A discriminatively derived linear transform is described, which, when applied to a given set of acoustic parameters, is capable of improving the accuracy of a speech recognition system based on hidden Markov modelling. This work builds upon a linear transform known as IMELDA, which itself is known to provide an effective and computationally efficient spectral representation for speech recognition, especially when the speech has been degraded. IMELDA uses linear discriminant analysis to maximise a measure of separability of the states of a given set ofHMMs. The new transform is derived using a steepest descent method to minimise a measure of whole-word error rate. A weighting function is used that allows the transform to concentrate on those training tokens which yield borderline recognition decisions. Error rates for a speaker-independent E set recognition task are reduced by a factor of 2, resulting in an error rate of 4.0% on the BTL alphabet database, believed to be the best results published to date using this database.

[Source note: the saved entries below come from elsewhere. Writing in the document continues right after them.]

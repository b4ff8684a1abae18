//! # Front Matter Metadata
//!
//! A tune may start with a YAML block between `---` lines that sets the initial
//! ambient state:
//!
//! ```text
//! ---
//! title: Ode to Joy
//! tempo: 160
//! octave: 5
//! length: 4
//! ---
//! e e f g g f e d
//! ```
//!
//! Missing keys fall back to [`TuneDefaults::default()`] (tempo 120, octave 4,
//! length 8).

use serde::{Deserialize, Serialize};

use crate::error::TuneError;

/// Initial ambient state of a tune
#[derive(Debug, Clone, Copy, PartialEq, Eq, Serialize, Deserialize)]
pub struct TuneDefaults {
    /// Quarter notes per minute
    pub tempo: u32,
    pub octave: i32,
    /// Note-length denominator (4 = quarter, 8 = eighth)
    pub length: u32,
}

impl Default for TuneDefaults {
    fn default() -> Self {
        Self {
            tempo: 120,
            octave: 4,
            length: 8,
        }
    }
}

/// Parsed front matter
#[derive(Debug, Clone, PartialEq, Default, Serialize)]
pub struct TuneMetadata {
    pub title: Option<String>,
    pub defaults: TuneDefaults,
}

/// Raw front matter as written in YAML
#[derive(Debug, Default, Deserialize)]
#[serde(deny_unknown_fields)]
pub struct RawMetadata {
    pub title: Option<String>,
    pub tempo: Option<u32>,
    pub octave: Option<i32>,
    pub length: Option<u32>,
}

/// Find a leading front-matter block.
///
/// Returns the YAML between the `---` markers, and the byte offset where the
/// music starts. Without front matter the whole source is music (offset 0).
///
/// ```
/// use piano_tune::metadata::extract_front_matter;
///
/// let source = "---\ntempo: 90\n---\nc d e";
/// let (yaml, offset) = extract_front_matter(source);
/// assert_eq!(yaml, Some("tempo: 90\n"));
/// assert_eq!(&source[offset..], "c d e");
/// ```
pub fn extract_front_matter(source: &str) -> (Option<&str>, usize) {
    let mut lines = line_offsets(source);

    // The opening marker must be the first non-blank line
    let open = loop {
        match lines.next() {
            Some((_, _, line)) if line.trim().is_empty() => continue,
            Some((_, end, line)) if line.trim() == "---" => break end,
            _ => return (None, 0),
        }
    };

    for (start, end, line) in lines {
        if line.trim() == "---" {
            return (Some(&source[open..start]), end);
        }
    }

    (None, 0)
}

/// Iterate `(line_start, next_line_start, line)` over the source.
fn line_offsets(source: &str) -> impl Iterator<Item = (usize, usize, &str)> {
    let mut start = 0;
    source.split_inclusive('\n').map(move |line| {
        let line_start = start;
        start += line.len();
        (line_start, start, line)
    })
}

/// Parse YAML front matter into metadata.
pub fn parse_metadata(content: &str) -> Result<TuneMetadata, TuneError> {
    let raw: RawMetadata = if content.trim().is_empty() {
        RawMetadata::default()
    } else {
        serde_yaml::from_str(content).map_err(|e| TuneError::MetadataError(e.to_string()))?
    };

    let fallback = TuneDefaults::default();

    let tempo = raw.tempo.unwrap_or(fallback.tempo);
    if tempo == 0 {
        return Err(TuneError::MetadataError(
            "tempo must be greater than zero".to_string(),
        ));
    }

    let length = raw.length.unwrap_or(fallback.length);
    if length == 0 {
        return Err(TuneError::MetadataError(
            "length must be greater than zero".to_string(),
        ));
    }

    Ok(TuneMetadata {
        title: raw.title,
        defaults: TuneDefaults {
            tempo,
            octave: raw.octave.unwrap_or(fallback.octave),
            length,
        },
    })
}

/// Split a source into its metadata and the offset where the music starts.
pub fn read_metadata(source: &str) -> Result<(TuneMetadata, usize), TuneError> {
    match extract_front_matter(source) {
        (Some(yaml), offset) => Ok((parse_metadata(yaml)?, offset)),
        (None, _) => Ok((TuneMetadata::default(), 0)),
    }
}
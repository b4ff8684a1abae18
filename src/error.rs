//! # Error Types
//!
//! This module defines the single error type of the piano-tune compiler.
//!
//! Every error that can be pinned to the source carries the [`SourceSpan`] of the
//! offending token(s), so a host editor can highlight it.
//!
//! ## Error Types
//! - `MalformedInput` - a directive is missing its argument, or blocks are unbalanced
//! - `InvalidNotation` - a note name is not in its notation table
//! - `InvalidNumericState` - a zero tempo or length would make durations meaningless
//! - `UnresolvedLabel` / `DuplicateLabel` - label references and definitions
//! - `MetadataError` - invalid YAML front matter
//! - `Output` - a playback sink could not deliver a message
//!
//! ## Usage
//! ```rust
//! use piano_tune::{compile, TuneError};
//!
//! match compile("t120 c d &chorus") {
//!     Ok(events) => println!("{} events", events.len()),
//!     Err(TuneError::UnresolvedLabel { name, span }) => {
//!         eprintln!("no label '{}' (referenced at {})", name, span);
//!     }
//!     Err(e) => eprintln!("Error: {}", e),
//! }
//! ```

use thiserror::Error;

use crate::token::SourceSpan;

#[derive(Error, Debug, Clone, PartialEq)]
pub enum TuneError {
    /// A directive token was not followed by its argument, or the instruction
    /// stream is structurally broken (e.g. a block end with no open label).
    ///
    /// # Example
    /// ```
    /// # use piano_tune::{TuneError, SourceSpan};
    /// let err = TuneError::MalformedInput {
    ///     span: SourceSpan::new(4, 5),
    ///     message: "expected a number after 't'".to_string(),
    /// };
    /// assert_eq!(err.to_string(), "Malformed input at 4..5: expected a number after 't'");
    /// ```
    #[error("Malformed input at {span}: {message}")]
    MalformedInput { span: SourceSpan, message: String },

    /// A note token whose text is not found in the table of its notation system.
    #[error("Invalid note '{text}' at {span}")]
    InvalidNotation { span: SourceSpan, text: String },

    /// Tempo or length of zero, which would divide by zero when computing durations.
    #[error("Invalid value at {span}: {message}")]
    InvalidNumericState { span: SourceSpan, message: String },

    /// A label reference names a label that is never defined.
    #[error("Unresolved label '{name}' referenced at {span}")]
    UnresolvedLabel { span: SourceSpan, name: String },

    /// The same label name is defined more than once.
    #[error("Label '{name}' defined again at {span}")]
    DuplicateLabel { span: SourceSpan, name: String },

    /// Invalid front matter.
    ///
    /// # Example
    /// ```
    /// # use piano_tune::TuneError;
    /// let err = TuneError::MetadataError("tempo must be greater than zero".to_string());
    /// assert_eq!(err.to_string(), "Invalid metadata: tempo must be greater than zero");
    /// ```
    #[error("Invalid metadata: {0}")]
    MetadataError(String),

    /// A playback sink failed to deliver a message.
    #[error("Output error: {0}")]
    Output(String),
}

impl TuneError {
    /// The source span the error points at, if it has one.
    pub fn span(&self) -> Option<SourceSpan> {
        match self {
            TuneError::MalformedInput { span, .. }
            | TuneError::InvalidNotation { span, .. }
            | TuneError::InvalidNumericState { span, .. }
            | TuneError::UnresolvedLabel { span, .. }
            | TuneError::DuplicateLabel { span, .. } => Some(*span),
            TuneError::MetadataError(_) | TuneError::Output(_) => None,
        }
    }

    pub(crate) fn malformed(span: SourceSpan, message: impl Into<String>) -> Self {
        TuneError::MalformedInput {
            span,
            message: message.into(),
        }
    }
}
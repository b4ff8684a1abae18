//! Reference tokenizer for piano-tune text.
//!
//! Editors usually classify tokens themselves (syntax scopes); this lexer produces the
//! same [`Token`] stream from plain text so the compiler can run stand-alone.

use crate::notation::NotationSystem;
use crate::token::{SourceSpan, Token, TokenCategory};

/// Lexer for tokenizing piano-tune source code
pub struct Lexer<'a> {
    input: &'a str,
    chars: std::iter::Peekable<std::str::CharIndices<'a>>,
    offset: usize,
}

impl<'a> Lexer<'a> {
    pub fn new(input: &'a str) -> Self {
        Self::with_offset(input, 0)
    }

    /// Lex `input` as a slice that starts `offset` bytes into the full source,
    /// so spans still point into the full source.
    pub fn with_offset(input: &'a str, offset: usize) -> Self {
        Self {
            input,
            chars: input.char_indices().peekable(),
            offset,
        }
    }

    fn peek(&mut self) -> Option<char> {
        self.chars.peek().map(|&(_, c)| c)
    }

    fn position(&mut self) -> usize {
        self.chars
            .peek()
            .map(|&(i, _)| i)
            .unwrap_or(self.input.len())
    }

    /// Consume characters while `pred` holds; returns the byte range consumed.
    fn take_while(&mut self, pred: impl Fn(char) -> bool) -> (usize, usize) {
        let start = self.position();
        while let Some(c) = self.peek() {
            if !pred(c) {
                break;
            }
            self.chars.next();
        }
        (start, self.position())
    }

    fn token(&self, start: usize, end: usize, category: TokenCategory) -> Token {
        Token::new(
            SourceSpan::new(start + self.offset, end + self.offset),
            category,
            &self.input[start..end],
        )
    }

    pub fn tokenize(&mut self) -> Vec<Token> {
        let mut tokens = Vec::new();

        while let Some(c) = self.peek() {
            let start = self.position();

            let category = match c {
                c if c.is_whitespace() => {
                    self.chars.next();
                    continue;
                }
                '%' => {
                    let (start, end) = self.take_while(|c| c != '\n');
                    tokens.push(self.token(start, end, TokenCategory::Other));
                    continue;
                }
                '<' | '>' => TokenCategory::RelativeOctave,
                '#' => TokenCategory::Sharp,
                '/' => TokenCategory::SimultaneousDelimiter,
                ';' => TokenCategory::BlockEnd,
                ':' | '&' => {
                    self.chars.next();
                    let category = if c == ':' {
                        TokenCategory::LabelDefinition
                    } else {
                        TokenCategory::LabelReference
                    };
                    tokens.push(self.token(start, start + 1, category));
                    let (name_start, name_end) = self.take_while(is_label_char);
                    if name_end > name_start {
                        tokens.push(self.token(name_start, name_end, TokenCategory::LabelName));
                    }
                    continue;
                }
                c if c.is_ascii_digit() => {
                    let (start, end) = self.take_while(|c| c.is_ascii_digit());
                    tokens.push(self.token(start, end, TokenCategory::Number));
                    continue;
                }
                c if c.is_alphabetic() => {
                    let (start, end) = self.take_while(char::is_alphabetic);
                    let word = &self.input[start..end];
                    let category = classify_word(word);
                    tokens.push(self.token(start, end, category));
                    continue;
                }
                _ => TokenCategory::Other,
            };

            self.chars.next();
            let end = self.position();
            tokens.push(self.token(start, end, category));
        }

        tokens
    }
}

fn is_label_char(c: char) -> bool {
    c.is_alphanumeric() || c == '_' || c == '-'
}

fn classify_word(word: &str) -> TokenCategory {
    match word {
        "o" | "O" => TokenCategory::AbsoluteOctave,
        "t" | "T" => TokenCategory::Tempo,
        "l" | "L" => TokenCategory::Length,
        "p" | "P" => TokenCategory::Pause,
        _ if NotationSystem::for_note_text(word).pitch_class(word).is_some() => {
            TokenCategory::NoteConstant
        }
        _ => TokenCategory::Other,
    }
}

/// Tokenize a whole source string.
pub fn tokenize(source: &str) -> Vec<Token> {
    Lexer::new(source).tokenize()
}
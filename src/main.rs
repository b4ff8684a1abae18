use std::fs;
use std::path::{Path, PathBuf};
use std::process;

use clap::{Parser, Subcommand};
use piano_tune::convert::{convert_notation, ConvertTarget};
use piano_tune::player::{PlaybackSink, Player, ThreadClock};
use piano_tune::{load_tune, InstructionKind, SourceSpan, TimelineEvent, TuneError};
use tracing_subscriber::EnvFilter;

#[derive(Parser)]
#[command(name = "piano-tune", version, about = "Compile and play piano-tune notation")]
struct Cli {
    #[command(subcommand)]
    command: Command,
}

#[derive(Subcommand)]
enum Command {
    /// Print the time-ordered note on/off events of a tune
    Events {
        file: PathBuf,
        /// Print the events as YAML
        #[arg(long)]
        yaml: bool,
    },
    /// Play a tune in real time, printing the messages sent to the output
    Play { file: PathBuf },
    /// Rewrite the note names of a tune in another notation
    Convert {
        file: PathBuf,
        #[arg(long, value_enum, default_value_t = ConvertTarget::Toggle)]
        to: ConvertTarget,
    },
}

fn main() {
    tracing_subscriber::fmt()
        .with_env_filter(
            EnvFilter::try_from_default_env().unwrap_or_else(|_| EnvFilter::new("warn")),
        )
        .with_writer(std::io::stderr)
        .init();

    let cli = Cli::parse();

    let result = match cli.command {
        Command::Events { file, yaml } => print_events(&file, yaml),
        Command::Play { file } => play(&file),
        Command::Convert { file, to } => {
            read_source(&file).map(|source| print!("{}", convert_notation(&source, to)))
        }
    };

    if let Err(e) = result {
        eprintln!("Error: {}", e);
        process::exit(1);
    }
}

fn read_source(path: &Path) -> Result<String, String> {
    fs::read_to_string(path).map_err(|e| format!("reading '{}': {}", path.display(), e))
}

fn print_events(path: &Path, yaml: bool) -> Result<(), String> {
    let source = read_source(path)?;
    let tune = load_tune(&source).map_err(|e| describe(&source, &e))?;

    if yaml {
        let text = serde_yaml::to_string(&tune).map_err(|e| e.to_string())?;
        print!("{}", text);
        return Ok(());
    }

    if let Some(title) = &tune.metadata.title {
        println!("# {}", title);
    }
    for event in &tune.events {
        println!("{}", format_event(&source, event));
    }
    Ok(())
}

fn play(path: &Path) -> Result<(), String> {
    let source = read_source(path)?;
    let tune = load_tune(&source).map_err(|e| describe(&source, &e))?;

    let player = Player::new();
    let stop = player.stop_handle();
    ctrlc::set_handler(move || stop.stop()).map_err(|e| e.to_string())?;

    let mut sink = ConsoleSink { source: &source };
    let report = player
        .play(&tune.events, &mut sink, &mut ThreadClock)
        .map_err(|e| e.to_string())?;

    if report.stopped {
        eprintln!("Stopped after {} events", report.dispatched);
    }
    Ok(())
}

/// Output that prints every message instead of sending it to a device
struct ConsoleSink<'a> {
    source: &'a str,
}

impl PlaybackSink for ConsoleSink<'_> {
    fn note_on(&mut self, note: u8) -> Result<(), TuneError> {
        println!("note_on  {:3}", note);
        Ok(())
    }

    fn note_off(&mut self, note: u8) -> Result<(), TuneError> {
        println!("note_off {:3}", note);
        Ok(())
    }

    fn highlight(&mut self, span: SourceSpan, on: bool) -> Result<(), TuneError> {
        if on {
            println!("         > {}", snippet(self.source, span));
        }
        Ok(())
    }
}

fn format_event(source: &str, event: &TimelineEvent) -> String {
    let what = match &event.state.instruction.kind {
        InstructionKind::Note { .. } => match event.midi_note() {
            Some(note) => format!("note {}", note),
            None => "note (out of range)".to_string(),
        },
        InstructionKind::Pause(_) => "pause".to_string(),
        InstructionKind::LabelReference(name) => format!("label {}", name),
        _ => "other".to_string(),
    };
    format!(
        "{:10.3} {:3} {:24} {}",
        event.time_ms,
        if event.on { "on" } else { "off" },
        what,
        snippet(source, event.state.instruction.span)
    )
}

fn snippet(source: &str, span: SourceSpan) -> &str {
    source.get(span.start..span.end).unwrap_or("")
}

/// Error message with the line and column of the error's span
fn describe(source: &str, error: &TuneError) -> String {
    match error.span().and_then(|span| source.get(..span.start)) {
        Some(before) => {
            let line = before.matches('\n').count() + 1;
            let column = before.rsplit('\n').next().map_or(0, |l| l.chars().count()) + 1;
            format!("line {}, column {}: {}", line, column, error)
        }
        None => error.to_string(),
    }
}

Like IMELDA, the new technique applies a single transformation to all input utterance frames, and is therefore computationally efficient.
Keywords: speech recognition, discriminative training, hidden Markov modelling, HMM, linear discriminant analysis, IMELDA.
Bibliographic reference. Ayer, C. M. / Hunt, Melvyn J. / Brookes, D. M. (1993): "A discriminatively derived linear transform for improved speech recognition", In EUROSPEECH'93, 583-586.